Arcade Machine Stand up Sit down Pool Tabletop Classic Bar top Upright Game 
Any comments on setting these up over there???


----------



## fmartin_gila (May 15, 2011)

Think you are already too late. Most every mall has a couple stores loaded with arcade type machines of all different types. Everytime I pass them, they seem to be filled with teenagers and young adults playing them. Seems to me that the market is already saturated. Just my observations & thoughts on it although I have done no checking as I would not be interested to set up something of this sort and am in no way claiming to know about this subject.. 

Fred


----------



## Glen48 (Jul 6, 2012)

OK i was looking at getting the G/friend set up in the country maybe out side her home...need to work out is cost/income etc and which coins fit????


----------



## M.C.A. (Feb 24, 2013)

There's a spot in the Binondo area that make these machines and they use refurbished X-Box as a hard drive but it comes loaded with games and I think the coins are 5 pesos but the cost of the machine is about 14,000 peso's, it might work with an internet cafe and add a pool table. If there's no internet spot near by this could work well but the costs will be with the technitian repairing things, but hey if she's in Manila the parts are there in China town or (Binondo).

I nearly bought a machine for my kids, they also come with movies. You could also sell rice by the kilo, diapers, you name it, add a store right next to it, that's what my neighbor does but he can't afford the internet cafe, he rented the machines but if you own them that's half the battle of cost. 

Another note they have whats called piso net or internet machines like this they take 5 peso coins and probably about the same costs, you gave me some idea's I might just buy a machine this year for the kids, it's either that or a desk top.


----------



## M.C.A. (Feb 24, 2013)

*New Arcade Style Machines*



Glen48 said:


> Arcade Machine Stand up Sit down Pool Tabletop Classic Bar top Upright Game
> Any comments on setting these up over there???


Glen this looks new and more economical, it appears to have the flat screen monitor unlike some of the machine's they sell here, I like it, I'll have to keep my eye's open, can you PM the location where I can find a machine like this?


----------



## Glen48 (Jul 6, 2012)

Hello
I found these on E bay but had remove due to company rules..Found a few here in Australia


----------



## Glen48 (Jul 6, 2012)

Ok will consider but nothing is easy


----------



## kingi (Aug 31, 2013)

Check out technology called "mame" using older hard drives and tv's.
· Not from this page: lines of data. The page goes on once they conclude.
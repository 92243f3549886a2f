//! Health check endpoint.

use axum::Json;
use serde::Serialize;

#[derive(Serialize)]
pub struct Health {
    pub status: &'static str,
}

pub async fn health() -> Json<Health> {
    Json(Health { status: "ok" })
}
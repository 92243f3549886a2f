//! In-app notification inbox routes.

use axum::extract::{Path, Query, State};
use axum::http::StatusCode;
use axum::Json;
use database::Notification;
use serde::{Deserialize, Serialize};

use crate::auth::CurrentUser;
use crate::error::Result;
use crate::state::AppState;

#[derive(Deserialize)]
pub struct ListQuery {
    #[serde(default)]
    pub unread_only: bool,
    pub limit: Option<i64>,
}

#[derive(Serialize)]
pub struct UnreadCount {
    pub unread: i64,
}

#[derive(Serialize)]
pub struct MarkedRead {
    pub updated: u64,
}

/// `GET /api/notifications?unread_only=true&limit=20`
pub async fn list(
    State(state): State<AppState>,
    user: CurrentUser,
    Query(query): Query<ListQuery>,
) -> Result<Json<Vec<Notification>>> {
    let notifications = state.inbox.list(user.id(), query.unread_only, query.limit).await?;
    Ok(Json(notifications))
}

/// `GET /api/notifications/unread-count`
pub async fn unread_count(State(state): State<AppState>, user: CurrentUser) -> Result<Json<UnreadCount>> {
    let unread = state.inbox.count_unread(user.id()).await?;
    Ok(Json(UnreadCount { unread }))
}

/// `POST /api/notifications/:id/read`
pub async fn mark_read(State(state): State<AppState>, user: CurrentUser, Path(id): Path<String>) -> Result<StatusCode> {
    state.inbox.mark_read(user.id(), &id).await?;
    Ok(StatusCode::NO_CONTENT)
}

/// `POST /api/notifications/read-all`
pub async fn mark_all_read(State(state): State<AppState>, user: CurrentUser) -> Result<Json<MarkedRead>> {
    let updated = state.inbox.mark_all_read(user.id()).await?;
    Ok(Json(MarkedRead { updated }))
}

/// `DELETE /api/notifications/:id`
pub async fn delete(State(state): State<AppState>, user: CurrentUser, Path(id): Path<String>) -> Result<StatusCode> {
    state.inbox.delete(user.id(), &id).await?;
    Ok(StatusCode::NO_CONTENT)
}
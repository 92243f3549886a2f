//! Email delivery over SMTP.

use std::env;

use async_trait::async_trait;
use database::{Channel, DeliveryContent, DeliveryDestination};
use lettre::message::Mailbox;
use lettre::transport::smtp::authentication::Credentials;
use lettre::{AsyncSmtpTransport, AsyncTransport, Message, Tokio1Executor};
use secrecy::{ExposeSecret, SecretString};
use tracing::{debug, info};

use crate::error::{DeliveryError, Result};
use crate::sender::{ChannelSender, SendOutcome};

/// SMTP settings.
#[derive(Debug, Clone)]
pub struct EmailConfig {
    /// SMTP host.
    pub smtp_host: String,
    /// SMTP port (default: 587)
    pub smtp_port: u16,
    /// SMTP username.
    pub username: String,
    /// Sender address, e.g. `Vitals <alerts@example.com>`.
    pub from: String,
    password: SecretString,
}

impl EmailConfig {
    pub fn new(
        smtp_host: impl Into<String>,
        smtp_port: u16,
        username: impl Into<String>,
        password: impl Into<String>,
        from: impl Into<String>,
    ) -> Self {
        Self {
            smtp_host: smtp_host.into(),
            smtp_port,
            username: username.into(),
            from: from.into(),
            password: SecretString::from(password.into()),
        }
    }

    /// Create configuration from environment variables.
    ///
    /// Required:
    /// - `SMTP_HOST` - SMTP relay host
    /// - `SMTP_USERNAME` - SMTP username
    /// - `SMTP_PASSWORD` - SMTP password
    ///
    /// Optional (with defaults):
    /// - `SMTP_PORT` - Default: 587
    /// - `SMTP_FROM` - Default: the username
    pub fn from_env() -> Result<Self> {
        let smtp_host = env::var("SMTP_HOST").map_err(|_| DeliveryError::MissingEnvVar("SMTP_HOST".to_string()))?;

        let smtp_port = env::var("SMTP_PORT")
            .unwrap_or_else(|_| "587".to_string())
            .parse::<u16>()
            .map_err(|e| DeliveryError::Config(format!("Invalid SMTP_PORT: {}", e)))?;

        let username =
            env::var("SMTP_USERNAME").map_err(|_| DeliveryError::MissingEnvVar("SMTP_USERNAME".to_string()))?;

        let password =
            env::var("SMTP_PASSWORD").map_err(|_| DeliveryError::MissingEnvVar("SMTP_PASSWORD".to_string()))?;

        let from = env::var("SMTP_FROM").unwrap_or_else(|_| username.clone());

        Ok(Self::new(smtp_host, smtp_port, username, password, from))
    }

    pub(crate) fn password(&self) -> &str {
        self.password.expose_secret()
    }
}

/// Sends notification emails.
///
/// Uses a pooled STARTTLS connection to the relay.
pub struct EmailSender {
    transport: AsyncSmtpTransport<Tokio1Executor>,
    from: Mailbox,
}

impl EmailSender {
    pub fn new(config: EmailConfig) -> Result<Self> {
        let from = config
            .from
            .parse::<Mailbox>()
            .map_err(|e| DeliveryError::Config(format!("Invalid SMTP_FROM '{}': {}", config.from, e)))?;

        let creds = Credentials::new(config.username.clone(), config.password().to_string());

        let transport = AsyncSmtpTransport::<Tokio1Executor>::starttls_relay(&config.smtp_host)
            .map_err(|e| DeliveryError::Transport(e.to_string()))?
            .port(config.smtp_port)
            .credentials(creds)
            .build();

        info!(
            host = %config.smtp_host,
            port = config.smtp_port,
            username = %config.username,
            "Created SMTP client"
        );

        Ok(Self { transport, from })
    }

    fn build_message(&self, to: Mailbox, content: &DeliveryContent) -> std::result::Result<Message, String> {
        Message::builder()
            .from(self.from.clone())
            .to(to)
            .subject(&content.title)
            .body(content.body.clone())
            .map_err(|e| e.to_string())
    }
}

/// Reply codes that reject the recipient mailbox itself.
///
/// 550 mailbox unavailable, 551 user not local, 553 mailbox name not allowed.
/// Other 5xx replies (535 authentication, 554 policy, ...) come from our own
/// relay setup and are retried.
pub const RECIPIENT_REJECTION_CODES: [u16; 3] = [550, 551, 553];

/// Classify an SMTP failure by its reply code, if the relay sent one.
pub fn classify_smtp_reply(code: Option<u16>, detail: String) -> SendOutcome {
    match code {
        Some(code) if RECIPIENT_REJECTION_CODES.contains(&code) => {
            SendOutcome::PermanentlyInvalid(format!("mailbox rejected ({}): {}", code, detail))
        }
        Some(code) => SendOutcome::TransientError(format!("SMTP error ({}): {}", code, detail)),
        None => SendOutcome::TransientError(format!("SMTP error: {}", detail)),
    }
}

#[async_trait]
impl ChannelSender for EmailSender {
    fn channel(&self) -> Channel {
        Channel::Email
    }

    async fn send(&self, destination: &DeliveryDestination, content: &DeliveryContent) -> SendOutcome {
        let to = match destination.address.parse::<Mailbox>() {
            Ok(to) => to,
            Err(e) => return SendOutcome::PermanentlyInvalid(format!("invalid address: {}", e)),
        };

        let message = match self.build_message(to, content) {
            Ok(message) => message,
            Err(e) => return SendOutcome::TransientError(format!("failed to build email: {}", e)),
        };

        match self.transport.send(message).await {
            Ok(_) => {
                debug!(destination_id = %destination.id, "Email accepted by relay");
                SendOutcome::Delivered
            }
            Err(e) => classify_smtp_reply(e.status().map(u16::from), e.to_string()),
        }
    }
}
//! Chat completions request and response types.

use serde::{Deserialize, Serialize};

/// A chat message.
#[derive(Debug, Clone, Serialize, Deserialize)]
pub struct ApiMessage {
    /// Role: "system", "user", or "assistant"
    pub role: String,
    pub content: String,
}

impl ApiMessage {
    pub fn new(role: &str, content: impl Into<String>) -> Self {
        Self {
            role: role.to_string(),
            content: content.into(),
        }
    }
}

/// Chat completion request.
#[derive(Debug, Clone, Serialize)]
pub struct ChatCompletionRequest {
    pub model: String,
    pub messages: Vec<ApiMessage>,
    #[serde(skip_serializing_if = "Option::is_none")]
    pub max_tokens: Option<u32>,
    #[serde(skip_serializing_if = "Option::is_none")]
    pub temperature: Option<f32>,
}

/// Chat completion response.
#[derive(Debug, Clone, Deserialize)]
pub struct ChatCompletionResponse {
    pub choices: Vec<Choice>,
}

#[derive(Debug, Clone, Deserialize)]
pub struct Choice {
    pub message: ResponseMessage,
    pub finish_reason: Option<String>,
}

#[derive(Debug, Clone, Deserialize)]
pub struct ResponseMessage {
    /// May be null when the model produced no text.
    pub content: Option<String>,
}

/// API error response.
#[derive(Debug, Clone, Deserialize)]
pub struct ApiError {
    pub error: ApiErrorDetails,
}

#[derive(Debug, Clone, Deserialize)]
pub struct ApiErrorDetails {
    pub message: String,
}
Best bet as far as cost cutting I think


----------



## Glen48 (Jul 6, 2012)

Just wondering if there is money to be made???


----------



## Gary D (Oct 28, 2013)

Glen48 said:


> Just wondering if there is money to be made???


That depend on how weathy the local population is and how often you have to repair the machines. I'm they will get plenty of rough treatment. I think if the gf is in charge it will run until it breaks then become abandoned.


----------



## Glen48 (Jul 6, 2012)

Ok They had a bike which had a flat tire so was parked..


----------



## M.C.A. (Feb 24, 2013)

*Cost vs profit*



Glen48 said:


> Just wondering if there is money to be made???


The cost of the machines could be roughly 14,000 - 30,000 depending on condition and if the XBox is new or used a Piso Net machine would be around 12- 14,000 pesos each a used pool table price would be between 12 - 20,000 depending on it's shape, pool sticks are from 500 - 1000 peso's depending upon quality. Each item would make about 5 peso's per game. Also add in the costs of the Internet plan and electricity.

Costs contiued: Piso net or internet machine, rough treatment on the key boards (300 - 500 pesos' each about 6 months), and mouses (150 - 300 peso's), the arcade machine's, cheap Chinese hand controlled and hand held video controllers (unsure of the price), gamblers banging on the Billiard table, bouncing your sticks they can't afford to buy, switching out the balls, board chalk, powder, stick chalk and new stick ends about 600 peso's every 6 months, new table top felt, bumpers and ball basket change will be around 5,000 pesos plus with labor at a minimum once or twice a year, depending upon how busy, the billiard table can make up to 300 peso's per day but it's a long day. :fingerscrossed:


----------



## Glen48 (Jul 6, 2012)

Think if you were selling drugs ..some one would under cut you over there


----------



## M.C.A. (Feb 24, 2013)

*3rd world reality*



Glen48 said:


> Think if you were selling drugs ..some one would under cut you over there


It's a very tough spot to make money and if you don't get along with your neighbors (share food on birthdays and parties) they'll chase away your customers or keep their kids out of that spot. If you get along with your neighbors the wife or parent will come over and get the family member who is gambling away their dinner or wasting their money.

Drugs are a very big problem, we have two in-laws (had no idea they were selling) who will miss their 2nd Christmas celebration, they can't make the 40,000 peso bail and I won't give up the money to have them released.


----------